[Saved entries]
impl ExpBackoffRetryTrigger {
    /// Trigger named `key` retrying from `start_time` under `policy`.
    pub fn new(key: TriggerKey, policy: RetryPolicy, start_time: DateTime<Utc>) -> Self {
        let mut trigger = Self::from_meta(TriggerMeta::new(key, start_time));
        trigger.policy = policy;
        trigger
    }

    /// Trigger with the default policy and the wall clock.
    ///
    /// This is the factory handed to [`RetryScheduleBuilder`].
    pub fn from_meta(meta: TriggerMeta) -> Self {
        Self::from_meta_with_clock(meta, Arc::new(SystemClock))
    }

    /// Trigger with the default policy reading "now" from `clock`.
    pub fn from_meta_with_clock(meta: TriggerMeta, clock: SharedClock) -> Self {
        let year_cutoff = clock.now().year().saturating_add(YEARS_TO_GIVE_UP_SCHEDULING);
        Self {
            meta,
            policy: RetryPolicy::default(),
            times_triggered: 0,
            next_fire_time: None,
            previous_fire_time: None,
            year_cutoff,
            clock,
        }
    }

    /// Replace the clock; the year cutoff is recomputed from it.
    pub fn with_clock(mut self, clock: SharedClock) -> Self {
        self.year_cutoff = clock.now().year().saturating_add(YEARS_TO_GIVE_UP_SCHEDULING);
        self.clock = clock;
        self
    }

    pub fn times_triggered(&self) -> u32 {
        self.times_triggered
    }

    /// Restore the firing count, e.g. when rebuilding from a store.
    pub fn set_times_triggered(&mut self, times_triggered: u32) {
        self.times_triggered = times_triggered;
    }

    /// Calendar searches stop at fire times later than this year.
    pub fn year_cutoff(&self) -> i32 {
        self.year_cutoff
    }

    /// Builder reproducing this trigger's settings and misfire instruction.
    ///
    /// The policy is copied into the builder, so editing this trigger afterwards
    /// does not change triggers built from it.
    pub fn schedule_builder(&self) -> RetryScheduleBuilder<Self> {
        let clock = self.clock.clone();
        let saved = self.policy;
        RetryScheduleBuilder::create(move |meta| Self::from_meta_with_clock(meta, clock.clone()))
            .with_apply_settings(move |trigger: &mut Self| trigger.set_retry_policy(saved))
            .with_misfire_instruction(self.meta.misfire_instruction)
    }

    /// Fire time of retry `retry_index`, `None` if it is not representable.
    pub fn fire_time(&self, retry_index: u64) -> Option<DateTime<Utc>> {
        let offset = self.policy.backoff(retry_index)?;
        self.meta.start_time.checked_add_signed(offset)
    }

    /// Latest fire time at or before `before` (or "now"), ignoring the retry count.
    ///
    /// At or past the end time this is the end time itself.
    pub fn fire_time_before(&self, before: Option<DateTime<Utc>>) -> Option<DateTime<Utc>> {
        let at = before.unwrap_or_else(|| self.clock.now());
        self.checked_fire_times(at).before
    }

    fn checked_fire_times(&self, at: DateTime<Utc>) -> FireTimes {
        let start = self.meta.start_time;

        // an invalid policy never fires; it also keeps the search below finite
        if self.policy.validate().is_err() {
            return FireTimes {
                before: None,
                after: None,
            };
        }

        if let Some(end) = self.meta.end_time {
            if end <= at {
                return FireTimes {
                    before: Some(end),
                    after: None,
                };
            }
        }

        let elapsed = (at - start).num_microseconds().unwrap_or(if at > start {
            i64::MAX
        } else {
            i64::MIN
        });
        let unit = self
            .policy
            .backoff_base_interval
            .num_microseconds()
            .unwrap_or(i64::MAX)
            .max(1);
        let delta_intervals = elapsed.saturating_add(TRUNCATION_EPSILON).div_euclid(unit);

        let times = if delta_intervals > 0 {
            // estimate from the unfloored ratio, then let bracket_from make it exact
            let ratio = elapsed as f64 / unit as f64;
            let estimate = ratio.ln() / self.policy.power_base.ln();
            self.bracket_from(estimate as u64, at)
        } else if delta_intervals == 0 {
            FireTimes {
                before: Some(start),
                after: self.fire_time(0),
            }
        } else {
            FireTimes {
                before: None,
                after: Some(start),
            }
        };

        FireTimes {
            before: times.before,
            after: times.after.filter(|after| !self.meta.is_past_end(*after)),
        }
    }

    /// Corrects a retry index estimate until `fire(index) <= at < fire(index + 1)`.
    fn bracket_from(&self, estimate: u64, at: DateTime<Utc>) -> FireTimes {
        let fires_by = |index: u64| self.fire_time(index).is_some_and(|t| t <= at);

        let mut index = estimate;
        while index > 0 && !fires_by(index) {
            index -= 1;
        }
        if !fires_by(index) {
            // at lies inside the first interval
            return FireTimes {
                before: Some(self.meta.start_time),
                after: self.fire_time(0),
            };
        }
        while index < u64::MAX && fires_by(index + 1) {
            index += 1;
        }

        FireTimes {
            before: self.fire_time(index),
            after: self.fire_time(index + 1),
        }
    }

    /// Moves `candidate` past calendar-excluded times.
    ///
    /// Gives up with `None` once a candidate falls beyond the year cutoff.
    fn skip_excluded(
        &self,
        candidate: Option<DateTime<Utc>>,
        calendar: Option<&dyn Calendar>,
    ) -> Option<DateTime<Utc>> {
        let Some(calendar) = calendar else {
            return candidate;
        };

        let mut next = candidate;
        while let Some(time) = next {
            if calendar.is_time_included(time) {
                break;
            }
            next = self.fire_time_after(Some(time));
            if next.is_some_and(|t| t.year() > self.year_cutoff) {
                warn!(trigger = %self.meta.key, year_cutoff = self.year_cutoff, "calendar excludes every fire time before cutoff");
                return None;
            }
        }
        next
    }
}
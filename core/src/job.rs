//! Jobs and their key/value data.
//!
//! The retry settings of a job travel in its [`JobDataMap`] as a JSON record under
//! [`RETRY_SETTINGS_KEY`], so any host that can persist string maps can persist them.

use std::collections::BTreeMap;
use std::fmt;

use serde::{Deserialize, Serialize};

use crate::policy::RetryPolicy;

/// Data map key of the persisted [`RetryPolicy`] record.
pub const RETRY_SETTINGS_KEY: &str = "retry:ExpBackoffRetrySettings";

/// Group used when none is given.
pub const DEFAULT_GROUP: &str = "DEFAULT";

/// Identity of a job: a name unique within its group.
#[derive(Debug, Clone, PartialEq, Eq, PartialOrd, Ord, Hash, Serialize, Deserialize)]
pub struct JobKey {
    /// Name within the group.
    pub name: String,
    /// Group name.
    pub group: String,
}

impl JobKey {
    /// Key in an explicit group.
    pub fn new(name: impl Into<String>, group: impl Into<String>) -> Self {
        Self {
            name: name.into(),
            group: group.into(),
        }
    }

    /// Key in [`DEFAULT_GROUP`].
    pub fn in_default_group(name: impl Into<String>) -> Self {
        Self::new(name, DEFAULT_GROUP)
    }
}

impl fmt::Display for JobKey {
    fn fmt(&self, f: &mut fmt::Formatter<'_>) -> fmt::Result {
        write!(f, "{}.{}", self.group, self.name)
    }
}

/// String key/value store attached to a job or a trigger.
#[derive(Debug, Clone, Default, PartialEq, Eq, Serialize, Deserialize)]
#[serde(transparent)]
pub struct JobDataMap {
    entries: BTreeMap<String, String>,
}

impl JobDataMap {
    /// Empty map.
    pub fn new() -> Self {
        Self::default()
    }

    /// Insert or replace an entry, returning the previous value.
    pub fn put(&mut self, key: impl Into<String>, value: impl Into<String>) -> Option<String> {
        self.entries.insert(key.into(), value.into())
    }

    /// Look up an entry.
    pub fn get(&self, key: &str) -> Option<&str> {
        self.entries.get(key).map(String::as_str)
    }

    /// Remove an entry.
    pub fn remove(&mut self, key: &str) -> Option<String> {
        self.entries.remove(key)
    }

    /// Iterate entries in key order.
    pub fn iter(&self) -> impl Iterator<Item = (&str, &str)> {
        self.entries.iter().map(|(k, v)| (k.as_str(), v.as_str()))
    }

    pub fn len(&self) -> usize {
        self.entries.len()
    }

    pub fn is_empty(&self) -> bool {
        self.entries.is_empty()
    }

    /// Store `policy` as the persisted retry settings record.
    pub fn put_retry_policy(&mut self, policy: &RetryPolicy) -> Result<(), serde_json::Error> {
        let json = policy.to_json()?;
        self.put(RETRY_SETTINGS_KEY, json);
        Ok(())
    }

    /// Read the persisted retry settings record, if present.
    ///
    /// `Ok(None)` when the key is absent, `Err` when the record is malformed.
    pub fn retry_policy(&self) -> Result<Option<RetryPolicy>, serde_json::Error> {
        self.get(RETRY_SETTINGS_KEY)
            .map(RetryPolicy::from_json)
            .transpose()
    }
}

/// A unit of work known to the scheduler.
#[derive(Debug, Clone, PartialEq, Serialize, Deserialize)]
pub struct JobDetail {
    /// Identity.
    pub key: JobKey,
    /// Free-form description.
    #[serde(default, skip_serializing_if = "Option::is_none")]
    pub description: Option<String>,
    /// Data made available to every run of the job.
    #[serde(default)]
    pub data: JobDataMap,
}

impl JobDetail {
    /// Job with an empty data map.
    pub fn new(key: JobKey) -> Self {
        Self {
            key,
            description: None,
            data: JobDataMap::new(),
        }
    }

    /// Set the description.
    pub fn with_description(mut self, description: impl Into<String>) -> Self {
        self.description = Some(description.into());
        self
    }

    /// Replace the data map.
    pub fn with_data(mut self, data: JobDataMap) -> Self {
        self.data = data;
        self
    }

    /// Attach a persisted retry policy.
    pub fn with_retry_policy(mut self, policy: &RetryPolicy) -> Result<Self, serde_json::Error> {
        self.data.put_retry_policy(policy)?;
        Ok(self)
    }
}

#[cfg(test)]
mod tests {
    use super::*;
    use crate::policy::MaxRetries;
    use chrono::TimeDelta;

    #[test]
    fn test_job_key_display() {
        assert_eq!(JobKey::new("report", "nightly").to_string(), "nightly.report");
        assert_eq!(JobKey::in_default_group("sync").group, DEFAULT_GROUP);
    }

    #[test]
    fn test_retry_policy_record() {
        let mut data = JobDataMap::new();
        assert!(data.retry_policy().unwrap().is_none());

        let policy = RetryPolicy::new()
            .backoff_base_interval(TimeDelta::seconds(90))
            .max_retries(MaxRetries::Limited(2));
        data.put_retry_policy(&policy).unwrap();

        assert!(data.get(RETRY_SETTINGS_KEY).is_some());
        assert_eq!(data.retry_policy().unwrap(), Some(policy));
    }

    #[test]
    fn test_malformed_retry_record_is_an_error() {
        let mut data = JobDataMap::new();
        data.put(RETRY_SETTINGS_KEY, "{not json");
        assert!(data.retry_policy().is_err());
    }

    #[test]
    fn test_job_detail_builder() {
        let job = JobDetail::new(JobKey::in_default_group("export"))
            .with_description("export ledger")
            .with_retry_policy(&RetryPolicy::new())
            .unwrap();
        assert_eq!(job.description.as_deref(), Some("export ledger"));
        assert_eq!(job.data.len(), 1);
    }
}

Task to complete: In the entries above, find each line with the word "SharedClock" and show it.

Response for this exercise:
    pub fn from_meta_with_clock(meta: TriggerMeta, clock: SharedClock) -> Self {
    pub fn with_clock(mut self, clock: SharedClock) -> Self {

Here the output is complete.